Landsat is the longest-running satellite imagery program, capturing images globally since 1972. These images are multispectral, meaning that they cover many wavelength ranges across the electromagnetic spectrum, emphasizing features otherwise invisible to the human eye. In this tutorial, you’ll explore Landsat imagery with the Esri Landsat Explorer web app and learn essential concepts about multispectral imagery by completing the following tasks:

Optional tasks

• Task 4 – Visualize the growth of a city in China (Optional)
• Task 5 –Delineate flooded areas in Chad (Optional)

Task 4 – Visualize urban growth with an animation

Until now, you’ve explored imagery that represents a single moment in time, and you focused on Landsat images captured over the last few years. But what if you wanted to track trends over time? What if you wanted to compare the Sundarbans mangrove health today and 10 years ago, or see how the lakes in the El Fayoum oasis may have expanded or shrunk over the last few decades? Since the first Landsat satellite was launched in 1972, over 50 years of Landsat imagery is available for comparison.

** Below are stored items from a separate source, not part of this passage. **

use tracing::{error, info, warn};

use crate::bus::{BusError, BusPins, BusTransport};
use crate::errors::{HubError, HubResult};
use crate::vl6180x::{reg, Vl6180x, ALS_INTEGRATION_100MS, MODEL_ID, RANGING_TIMEOUT, SETUP_TIMEOUT};

/// Static sensor configuration the hub needs at setup time.
#[derive(Debug, Clone, Copy)]
pub struct SensorSettings {
    pub address: u8,
    pub als_gain: u32,
    pub pins: BusPins,
    pub clock_hz: u32,
}

/// Map a human gain tier onto one of the four documented analogue-gain
/// register codes. Total and deterministic.
pub fn analogue_gain_code(gain: u32) -> u8 {
    if gain <= 1 {
        0x46
    } else if gain <= 10 {
        0x43
    } else if gain <= 40 {
        0x41
    } else {
        0x44 // default 1.67x
    }
}

/// Owns the sensor handle (which owns the bus) and performs the one-time
/// identification and configuration. Both channels read `initialized` before
/// attempting any bus I/O.
pub struct Hub {
    pub sensor: Vl6180x,
    pub initialized: bool,
    /// Warning indication, raised when identification fails.
    pub fault: bool,
    settings: SensorSettings,
    fresh_at_setup: bool,
}

impl Hub {
    pub fn new(bus: Box<dyn BusTransport>, settings: SensorSettings) -> Self {
        Self {
            sensor: Vl6180x::new(bus, settings.address),
            initialized: false,
            fault: false,
            settings,
            fresh_at_setup: false,
        }
    }

    /// One-time identification and configuration. On identity mismatch the
    /// hub stays uninitialized and no further register writes happen; every
    /// dependent channel then short-circuits without bus I/O.
    pub async fn setup(&mut self) -> HubResult<()> {
        info!(
            "starting VL6180X hub on sda:{} scl:{} @ {}Hz",
            self.settings.pins.sda, self.settings.pins.scl, self.settings.clock_hz
        );
        self.initialized = false;
        self.sensor.set_io_timeout(SETUP_TIMEOUT);

        let result = self.setup_inner().await;
        match &result {
            Ok(()) => {
                self.initialized = true;
                self.fault = false;
                info!("VL6180X successfully identified and initialized");
            }
            Err(e) => {
                self.fault = true;
                error!("HARDWARE FAILURE: VL6180X not usable: {}", e);
            }
        }
        result
    }

    async fn setup_inner(&mut self) -> HubResult<()> {
        self.sensor.init().await?;

        let id = self.sensor.read_reg(reg::IDENTIFICATION_MODEL_ID).await?;
        if id != MODEL_ID {
            return Err(HubError::Identification {
                expected: MODEL_ID,
                actual: id,
            });
        }

        self.sensor.configure_default().await?;
        self.sensor
            .write_reg16(reg::SYSALS_INTEGRATION_PERIOD, ALS_INTEGRATION_100MS)
            .await?;

        // Capture the power-on flag for the reset-flag calibration variant,
        // then acknowledge the reset so the next host restart can tell a
        // continuously powered sensor from a cold one.
        self.fresh_at_setup = self.sensor.read_reg(reg::RESET_STATUS).await? & 0x01 == 0x01;
        self.sensor.write_reg(reg::FRESH_OUT_OF_RESET, 0x00).await?;

        self.sensor.set_io_timeout(RANGING_TIMEOUT);

        let gain = analogue_gain_code(self.settings.als_gain);
        self.sensor.write_reg(reg::SYSALS_ANALOGUE_GAIN, gain).await?;
        Ok(())
    }

    /// Side-effect-free diagnostic dump.
    pub fn dump_config(&self) {
        info!("VL6180X hub configuration:");
        info!("  I2C address: {:#04x}", self.settings.address);
        info!(
            "  pins: sda:{} scl:{} @ {}Hz",
            self.settings.pins.sda, self.settings.pins.scl, self.settings.clock_hz
        );
        info!("  ALS gain tier: {}", self.settings.als_gain);
    }

    /// True exactly once per power cycle: whether the sensor reported fresh
    /// out of reset when `setup()` ran. Consumed by the reset-flag
    /// calibration strategy so repeated attach calls stay idempotent.
    pub fn take_fresh_flag(&mut self) -> bool {
        std::mem::take(&mut self.fresh_at_setup)
    }

    /// Manual bus recovery: 9-pulse clock release, controller reinit, then
    /// peripheral reinitialize and reconfigure. Runs under the single hub
    /// lock, so no other transaction can interleave.
    pub async fn recover_bus(&mut self) -> Result<(), BusError> {
        warn!("I2C bus frozen, applying 9-pulse clock release");
        self.sensor.bus_mut().pulse_clock_line(9)?;
        self.sensor.bus_mut().reinit()?;
        self.refresh_sensor().await
    }

    /// Reinitialize and reconfigure the peripheral without touching the
    /// bus lines.
    pub async fn refresh_sensor(&mut self) -> Result<(), BusError> {
        self.sensor.init().await?;
        self.sensor.configure_default().await?;
        self.sensor.set_io_timeout(RANGING_TIMEOUT);
        Ok(())
    }
}
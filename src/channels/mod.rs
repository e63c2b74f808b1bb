pub mod ambient;
pub mod distance;

pub use ambient::AmbientLightChannel;
pub use distance::DistanceChannel;

/// Out-of-band fault code meaning "hardware unavailable / bus timeout",
/// deliberately outside the peripheral's 0-15 status code range.
pub const FAULT_HARDWARE_UNAVAILABLE: f32 = 199.0;

/// A measurement as the sink sees it. `NoReading` publishes as NaN.
#[derive(Debug, Clone, Copy, PartialEq)]
pub enum Reading {
    Value(f32),
    NoReading,
}

impl Reading {
    pub fn as_f32(&self) -> f32 {
        match self {
            Reading::Value(v) => *v,
            Reading::NoReading => f32::NAN,
        }
    }
}

/// What one poll tick decided. `measurement: None` means hold the last
/// published value (the latching policy); `fault` carries the status code
/// for the optional error-reporting channel.
#[derive(Debug, Clone, Copy, PartialEq)]
pub struct PollOutput {
    pub measurement: Option<Reading>,
    pub fault: Option<f32>,
}

impl PollOutput {
    /// Publish nothing on either channel this tick.
    pub fn silent() -> Self {
        Self {
            measurement: None,
            fault: None,
        }
    }
}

NOTE: While older satellites were not equipped with all of the capabilities of more recent satellites, including the ability to detect certain spectral bands, their imagery can still be important for seeing how the world has changed.

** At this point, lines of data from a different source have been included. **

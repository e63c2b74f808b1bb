use thiserror::Error;

use crate::bus::BusError;

/// Errors surfaced by the hub setup sequence
#[derive(Error, Debug)]
pub enum HubError {
    #[error("I2C communication failed: {0}")]
    Bus(#[from] BusError),

    #[error("sensor identification failed: expected {expected:#04x}, got {actual:#04x}")]
    Identification { expected: u8, actual: u8 },
}

/// Configuration-related errors
#[derive(Error, Debug)]
pub enum ConfigError {
    #[error("Failed to load configuration from '{path}': {source}")]
    LoadError {
        path: String,
        #[source]
        source: std::io::Error,
    },

    #[error("Invalid configuration format: {0}")]
    FormatError(#[from] toml::de::Error),

    #[error("Invalid configuration value for '{field}': {reason}")]
    InvalidValue { field: String, reason: String },
}

/// Telemetry sink errors
#[derive(Error, Debug)]
pub enum SinkError {
    #[error("No active subscribers for sensor data")]
    NoSubscribers,
}

/// Result type aliases for convenience
pub type HubResult<T> = Result<T, HubError>;
pub type ConfigResult<T> = Result<T, ConfigError>;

To illustrate this use of Landsat imagery, you’ll create an animation to visualize how Hefei, one of the fastest growing cities in China, has evolved from 1995 to now.

1- Click this Landsat Explorer link to go to Hefei, China.

The Landsat imagery displays, set to the Dynamic view. It shows recent imagery and is rendered with the Color Infrared band combination. The urban areas appear as brown or gray, the vegetation surrounding the city appears as bright red, and the water bodies appear as dark blue.

NOTE: Color Infrared is not always the best rendering to display urban areas, but in this specific use case, it was found through trial and error that it provides a clear delineation of the city over time.

2- In the bottom toolbar, click Animate and choose Add a Scene.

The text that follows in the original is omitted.